=== WORK TO COMPLETE ===
Scan the entries below. List each line with "this".
Start of Block
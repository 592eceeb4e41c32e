//! Two-phase-locking transaction manager.
//!
//! Sessions acquire table-level locks per statement (`begin_action`) and
//! hold them to end of transaction. Every row mutation is recorded as a
//! `RowAction` on the session's append-only list; commit applies the list
//! in order under the process-wide commit lock, rollback undoes it in
//! strict reverse. Uncommitted inserts are visible in the indexes but
//! shielded by the writer's exclusive lock.

use crate::locks::{LockMode, LockTable};
use crate::session::{Session, SessionRegistry};
use kestrel_common::{
    ActionKind, KestrelError, Result, Row, RowAction, Scn, ScnClock, SessionId, TableId, Value,
};
use kestrel_index::TableHandle;
use parking_lot::{Mutex, RwLock};
use std::collections::HashMap;
use std::sync::Arc;

pub struct TransactionManager {
    clock: ScnClock,
    locks: LockTable,
    sessions: SessionRegistry,
    tables: RwLock<HashMap<TableId, Arc<TableHandle>>>,
    /// Commits serialize behind this lock so commit SCN order equals the
    /// order effects become permanent.
    commit_lock: Mutex<()>,
}

impl TransactionManager {
    pub fn new() -> Self {
        Self {
            clock: ScnClock::new(),
            locks: LockTable::new(),
            sessions: SessionRegistry::new(),
            tables: RwLock::new(HashMap::new()),
            commit_lock: Mutex::new(()),
        }
    }

    /// Current system-change-number.
    pub fn current_scn(&self) -> Scn {
        self.clock.current()
    }

    pub fn register_table(&self, table: Arc<TableHandle>) {
        self.tables.write().insert(table.id(), table);
    }

    pub fn table(&self, id: TableId) -> Result<Arc<TableHandle>> {
        self.tables
            .read()
            .get(&id)
            .cloned()
            .ok_or_else(|| KestrelError::InvalidParameter {
                name: "table".to_string(),
                value: id.0.to_string(),
            })
    }

    /// Opens a session.
    pub fn connect(&self) -> SessionId {
        self.sessions.create().id()
    }

    /// Closes a session, rolling back any open transaction.
    pub fn disconnect(&self, session: SessionId) -> Result<()> {
        self.rollback(session)?;
        self.sessions.remove(session);
        Ok(())
    }

    pub fn session(&self, id: SessionId) -> Result<Arc<Session>> {
        self.sessions.get(id)
    }

    /// Enters a transaction, stamping its SCN. Idempotent while active.
    pub fn begin_transaction(&self, session: SessionId) -> Result<()> {
        let session = self.sessions.get(session)?;
        self.check_not_aborted(&session)?;
        if !session.in_transaction() {
            session.begin(self.clock.next());
        }
        Ok(())
    }

    /// Starts a statement: joins (or begins) the transaction, stamps the
    /// action SCN, and takes the statement's declared table locks. Blocks
    /// on conflict; a deadlock closes with this session as victim only
    /// when it is the youngest on the cycle.
    pub fn begin_action(
        &self,
        session: SessionId,
        read_tables: &[TableId],
        write_tables: &[TableId],
    ) -> Result<()> {
        self.begin_transaction(session)?;
        let handle = self.sessions.get(session)?;
        handle.set_action_scn(self.clock.next());

        for &table in write_tables {
            self.locks
                .acquire(session, table, LockMode::Exclusive, &self.sessions)?;
        }
        for &table in read_tables {
            self.locks
                .acquire(session, table, LockMode::Shared, &self.sessions)?;
        }
        Ok(())
    }

    /// Inserts a new row: allocates storage, attaches an `Insert` action,
    /// links the row into every index, and appends to the action list.
    /// The caller must hold the table's exclusive lock via `begin_action`.
    pub fn insert(
        &self,
        session: SessionId,
        table_id: TableId,
        data: Vec<Value>,
    ) -> Result<Arc<Row>> {
        let handle = self.sessions.get(session)?;
        self.check_not_aborted(&handle)?;
        let table = self.table(table_id)?;

        let row = table.new_row(data)?;
        let action = Arc::new(RowAction::new(
            session,
            table_id,
            &row,
            ActionKind::Insert,
            handle.action_scn(),
        ));
        row.set_action(action.clone());

        if let Err(e) = table.index_row(&row) {
            // Duplicate key or worse: free the row again, nothing was
            // recorded.
            row.clear_action();
            table.remove_row(row.pos())?;
            return Err(e);
        }

        handle.push_action(action);
        tracing::debug!(session = session.0, pos = row.pos().0, "insert action");
        Ok(row)
    }

    /// Logically deletes a row: unlinks it from every index and records a
    /// `Delete` action. Row data stays in storage until commit makes the
    /// delete physical. Deleting a row this transaction inserted merges
    /// into a single `InsertDelete` action.
    pub fn delete(&self, session: SessionId, table_id: TableId, row: &Arc<Row>) -> Result<()> {
        let handle = self.sessions.get(session)?;
        self.check_not_aborted(&handle)?;
        let table = self.table(table_id)?;

        match row.action() {
            Some(action) if action.session() == session => match action.kind() {
                ActionKind::Insert => {
                    table.unindex_row(row)?;
                    action.set_kind(ActionKind::InsertDelete);
                    // Second list entry for the same action: LIFO undo
                    // reverts the delete half first.
                    handle.push_action(action);
                }
                other => {
                    return Err(KestrelError::Internal(format!(
                        "row {} already carries a {:?} action",
                        row.pos(),
                        other
                    )))
                }
            },
            Some(action) => {
                // The table lock should have kept other writers out.
                return Err(KestrelError::Internal(format!(
                    "row {} is written by {}",
                    row.pos(),
                    action.session()
                )));
            }
            None => {
                let action = Arc::new(RowAction::new(
                    session,
                    table_id,
                    row,
                    ActionKind::Delete,
                    handle.action_scn(),
                ));
                row.set_action(action.clone());
                table.unindex_row(row)?;
                handle.push_action(action);
            }
        }

        tracing::debug!(session = session.0, pos = row.pos().0, "delete action");
        Ok(())
    }

    /// Records a savepoint, returning its index.
    pub fn savepoint(&self, session: SessionId) -> Result<usize> {
        let handle = self.sessions.get(session)?;
        self.check_not_aborted(&handle)?;
        Ok(handle.push_savepoint(self.clock.next()))
    }

    /// Rolls back to the savepoint at `index`, discarding it and every
    /// later savepoint. The transaction stays active.
    pub fn rollback_savepoint(&self, session: SessionId, index: usize) -> Result<()> {
        let handle = self.sessions.get(session)?;
        let savepoint = handle.take_savepoint(index)?;
        self.rollback_partial(session, savepoint.actions_len, savepoint.scn)
    }

    /// Commits the session's transaction.
    ///
    /// Returns `false` without doing anything when the session was
    /// flagged as a deadlock victim; the caller must roll back. Any error
    /// while applying actions is a `CommitFailure` (fatal).
    pub fn commit(&self, session: SessionId) -> Result<bool> {
        let handle = self.sessions.get(session)?;
        if !handle.in_transaction() {
            return Ok(true);
        }
        if handle.is_aborted() {
            return Ok(false);
        }

        let end_scn;
        {
            let _commit = self.commit_lock.lock();
            end_scn = self.clock.next();
            for action in handle.actions_from(0) {
                self.commit_action(&action)
                    .map_err(|e| KestrelError::CommitFailure(e.to_string()))?;
            }
        }

        handle.finish(end_scn);
        self.locks.release_all(session);
        tracing::debug!(session = session.0, scn = end_scn.0, "transaction committed");
        Ok(true)
    }

    fn commit_action(&self, action: &Arc<RowAction>) -> Result<()> {
        match action.kind() {
            ActionKind::Insert => {
                // The insert becomes permanently visible: detach the
                // action from its row.
                let table = self.table(action.table())?;
                let row = table.row(action.pos())?;
                row.clear_action();
                action.set_kind(ActionKind::None);
            }
            ActionKind::Delete | ActionKind::InsertDelete => {
                // The delete becomes physical.
                let table = self.table(action.table())?;
                table.remove_row(action.pos())?;
                action.set_kind(ActionKind::DeleteFinal);
            }
            // Already applied via an earlier list entry.
            ActionKind::DeleteFinal | ActionKind::None => {}
        }
        Ok(())
    }

    /// Rolls back the whole transaction and releases its locks. The state
    /// afterwards is observably the state before the transaction began.
    pub fn rollback(&self, session: SessionId) -> Result<()> {
        let handle = self.sessions.get(session)?;
        if !handle.in_transaction() {
            return Ok(());
        }

        self.rollback_partial(session, 0, handle.transaction_scn())?;
        let end_scn = self.clock.next();
        handle.finish(end_scn);
        self.locks.release_all(session);
        tracing::debug!(session = session.0, scn = end_scn.0, "transaction rolled back");
        Ok(())
    }

    /// Undoes the action list suffix starting at `from`, in strict
    /// reverse order, and restores the action SCN. Idempotent when `from`
    /// equals the list length. Rows that no longer resolve are skipped;
    /// there is nothing left to undo for them.
    pub fn rollback_partial(&self, session: SessionId, from: usize, scn: Scn) -> Result<()> {
        let handle = self.sessions.get(session)?;
        for action in handle.actions_from(from).iter().rev() {
            self.undo_action(action)?;
        }
        handle.truncate_actions(from);
        handle.set_action_scn(scn);
        Ok(())
    }

    fn undo_action(&self, action: &Arc<RowAction>) -> Result<()> {
        let table = self.table(action.table())?;
        match action.kind() {
            ActionKind::Insert => {
                match table.row(action.pos()) {
                    Ok(row) => {
                        table.unindex_row(&row)?;
                        row.clear_action();
                        table.remove_row(row.pos())?;
                    }
                    Err(KestrelError::RowNotFound { .. }) => {
                        tracing::debug!(pos = action.pos().0, "insert undo: row already gone");
                    }
                    Err(e) => return Err(e),
                }
                action.set_kind(ActionKind::None);
            }
            ActionKind::Delete => {
                match table.row(action.pos()) {
                    Ok(row) => {
                        row.clear_action();
                        table.index_row(&row)?;
                    }
                    Err(KestrelError::RowNotFound { .. }) => {
                        tracing::debug!(pos = action.pos().0, "delete undo: row not found");
                    }
                    Err(e) => return Err(e),
                }
                action.set_kind(ActionKind::None);
            }
            ActionKind::InsertDelete => {
                // Undo only the delete half; the row returns to its
                // freshly-inserted state. The earlier `Insert` list entry
                // undoes the rest if the rollback reaches it.
                match table.row(action.pos()) {
                    Ok(row) => {
                        table.index_row(&row)?;
                        action.set_kind(ActionKind::Insert);
                        row.set_action(action.clone());
                    }
                    Err(KestrelError::RowNotFound { .. }) => {
                        action.set_kind(ActionKind::None);
                    }
                    Err(e) => return Err(e),
                }
            }
            ActionKind::DeleteFinal | ActionKind::None => {}
        }
        Ok(())
    }

    fn check_not_aborted(&self, session: &Arc<Session>) -> Result<()> {
        if session.is_aborted() {
            return Err(KestrelError::TransactionAborted(format!(
                "{} must roll back",
                session.id()
            )));
        }
        Ok(())
    }
}

impl Default for TransactionManager {
    fn default() -> Self {
        Self::new()
    }
}

impl std::fmt::Debug for TransactionManager {
    fn fmt(&self, f: &mut std::fmt::Formatter<'_>) -> std::fmt::Result {
        f.debug_struct("TransactionManager")
            .field("scn", &self.clock.current())
            .field("sessions", &self.sessions.len())
            .field("tables", &self.tables.read().len())
            .finish()
    }
}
End of Block
=== RESPONSE TO THE EXERCISE ===
    /// Commits serialize behind this lock so commit SCN order equals the
    /// on conflict; a deadlock closes with this session as victim only
    /// delete physical. Deleting a row this transaction inserted merges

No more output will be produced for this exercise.